Data entries
·····
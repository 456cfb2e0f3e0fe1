//! Configuration loading logic.
//!
//! Handles loading config from files and applying environment variable overrides.

use crate::CentralConfig;
use std::path::{Path, PathBuf};
use tracing::{debug, info, warn};

/// Standard locations to search for config.toml
pub const CONFIG_SEARCH_PATHS: &[&str] = &[
    "config.toml",    // Current directory
    "../config.toml", // Parent directory (when running from subdirectory)
];

/// Load the central configuration from config.toml.
///
/// Searches for config.toml in the following order:
/// 1. Path specified by the ISMCTS_CONFIG environment variable
/// 2. Current directory (config.toml)
/// 3. Parent directory (../config.toml)
///
/// After loading, environment variable overrides are applied.
pub fn load_config() -> CentralConfig {
    if let Ok(path) = std::env::var("ISMCTS_CONFIG") {
        let path = PathBuf::from(&path);
        if path.exists() {
            info!("Loading config from ISMCTS_CONFIG: {}", path.display());
            return load_from_path(&path);
        }
        warn!(
            "ISMCTS_CONFIG={} not found, searching defaults",
            path.display()
        );
    }

    for path_str in CONFIG_SEARCH_PATHS {
        let path = Path::new(path_str);
        if path.exists() {
            info!("Loading config from {}", path.display());
            return load_from_path(path);
        }
    }

    debug!("No config.toml found, using built-in defaults");
    apply_env_overrides(CentralConfig::default())
}

/// Load configuration from a specific path.
///
/// An unreadable or malformed file falls back to the built-in defaults with a
/// warning; environment overrides apply either way.
pub fn load_from_path(path: &Path) -> CentralConfig {
    match std::fs::read_to_string(path) {
        Ok(content) => match toml::from_str(&content) {
            Ok(config) => apply_env_overrides(config),
            Err(e) => {
                warn!("Failed to parse {}: {}, using defaults", path.display(), e);
                apply_env_overrides(CentralConfig::default())
            }
        },
        Err(e) => {
            warn!("Failed to read {}: {}, using defaults", path.display(), e);
            apply_env_overrides(CentralConfig::default())
        }
    }
}

/// Macro to reduce env override boilerplate
macro_rules! env_override {
    // String field
    ($config:expr, $section:ident . $field:ident, $key:expr) => {
        if let Ok(v) = std::env::var($key) {
            $config.$section.$field = v;
        }
    };
    // Parseable field (u32, u64, f64, etc.)
    ($config:expr, $section:ident . $field:ident, $key:expr, parse) => {
        if let Ok(raw) = std::env::var($key) {
            match raw.parse() {
                Ok(v) => $config.$section.$field = v,
                Err(_) => warn!("Ignoring {}={:?}: not a valid value", $key, raw),
            }
        }
    };
}

/// Apply environment variable overrides to a configuration.
///
/// Environment variables follow the pattern: ISMCTS_<SECTION>_<KEY>
pub fn apply_env_overrides(mut config: CentralConfig) -> CentralConfig {
    // Common
    env_override!(config, common.env_id, "ISMCTS_COMMON_ENV_ID");
    env_override!(config, common.log_level, "ISMCTS_COMMON_LOG_LEVEL");
    env_override!(config, common.seed, "ISMCTS_COMMON_SEED", parse);

    // MCTS
    env_override!(config, mcts.iterations, "ISMCTS_MCTS_ITERATIONS", parse);
    env_override!(config, mcts.exploration, "ISMCTS_MCTS_EXPLORATION", parse);
    env_override!(
        config,
        mcts.time_budget_ms,
        "ISMCTS_MCTS_TIME_BUDGET_MS",
        parse
    );
    env_override!(
        config,
        mcts.max_discarded_iterations,
        "ISMCTS_MCTS_MAX_DISCARDED_ITERATIONS",
        parse
    );

    // Actor
    env_override!(config, actor.episodes, "ISMCTS_ACTOR_EPISODES", parse);
    env_override!(
        config,
        actor.log_interval,
        "ISMCTS_ACTOR_LOG_INTERVAL",
        parse
    );

    config
}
·····
- _What is required_
Would you transcribe every entry exactly, leaving nothing out?

- _Response_
repository 456cfb2e0f3e0fe1
//! Configuration loading logic.
//!
//! Handles loading config from files and applying environment variable overrides.

use crate::CentralConfig;
use std::path::{Path, PathBuf};
use tracing::{debug, info, warn};

/// Standard locations to search for config.toml
pub const CONFIG_SEARCH_PATHS: &[&str] = &[
    "config.toml",    // Current directory
    "../config.toml", // Parent directory (when running from subdirectory)
];

/// Load the central configuration from config.toml.
///
/// Searches for config.toml in the following order:
/// 1. Path specified by the ISMCTS_CONFIG environment variable
/// 2. Current directory (config.toml)
/// 3. Parent directory (../config.toml)
///
/// After loading, environment variable overrides are applied.
pub fn load_config() -> CentralConfig {
    if let Ok(path) = std::env::var("ISMCTS_CONFIG") {
        let path = PathBuf::from(&path);
        if path.exists() {
            info!("Loading config from ISMCTS_CONFIG: {}", path.display());
            return load_from_path(&path);
        }
        warn!(
            "ISMCTS_CONFIG={} not found, searching defaults",
            path.display()
        );
    }

    for path_str in CONFIG_SEARCH_PATHS {
        let path = Path::new(path_str);
        if path.exists() {
            info!("Loading config from {}", path.display());
            return load_from_path(path);
        }
    }

    debug!("No config.toml found, using built-in defaults");
    apply_env_overrides(CentralConfig::default())
}

/// Load configuration from a specific path.
///
/// An unreadable or malformed file falls back to the built-in defaults with a
/// warning; environment overrides apply either way.
pub fn load_from_path(path: &Path) -> CentralConfig {
    match std::fs::read_to_string(path) {
        Ok(content) => match toml::from_str(&content) {
            Ok(config) => apply_env_overrides(config),
            Err(e) => {
                warn!("Failed to parse {}: {}, using defaults", path.display(), e);
                apply_env_overrides(CentralConfig::default())
            }
        },
        Err(e) => {
            warn!("Failed to read {}: {}, using defaults", path.display(), e);
            apply_env_overrides(CentralConfig::default())
        }
    }
}

/// Macro to reduce env override boilerplate
macro_rules! env_override {
    // String field
    ($config:expr, $section:ident . $field:ident, $key:expr) => {
        if let Ok(v) = std::env::var($key) {
            $config.$section.$field = v;
        }
    };
    // Parseable field (u32, u64, f64, etc.)
    ($config:expr, $section:ident . $field:ident, $key:expr, parse) => {
        if let Ok(raw) = std::env::var($key) {
            match raw.parse() {
                Ok(v) => $config.$section.$field = v,
                Err(_) => warn!("Ignoring {}={:?}: not a valid value", $key, raw),
            }
        }
    };
}

/// Apply environment variable overrides to a configuration.
///
/// Environment variables follow the pattern: ISMCTS_<SECTION>_<KEY>
pub fn apply_env_overrides(mut config: CentralConfig) -> CentralConfig {
    // Common
    env_override!(config, common.env_id, "ISMCTS_COMMON_ENV_ID");
    env_override!(config, common.log_level, "ISMCTS_COMMON_LOG_LEVEL");
    env_override!(config, common.seed, "ISMCTS_COMMON_SEED", parse);

    // MCTS
    env_override!(config, mcts.iterations, "ISMCTS_MCTS_ITERATIONS", parse);
    env_override!(config, mcts.exploration, "ISMCTS_MCTS_EXPLORATION", parse);
    env_override!(
        config,
        mcts.time_budget_ms,
        "ISMCTS_MCTS_TIME_BUDGET_MS",
        parse
    );
    env_override!(
        config,
        mcts.max_discarded_iterations,
        "ISMCTS_MCTS_MAX_DISCARDED_ITERATIONS",
        parse
    );

    // Actor
    env_override!(config, actor.episodes, "ISMCTS_ACTOR_EPISODES", parse);
    env_override!(
        config,
        actor.log_interval,
        "ISMCTS_ACTOR_LOG_INTERVAL",
        parse
    );

    config
}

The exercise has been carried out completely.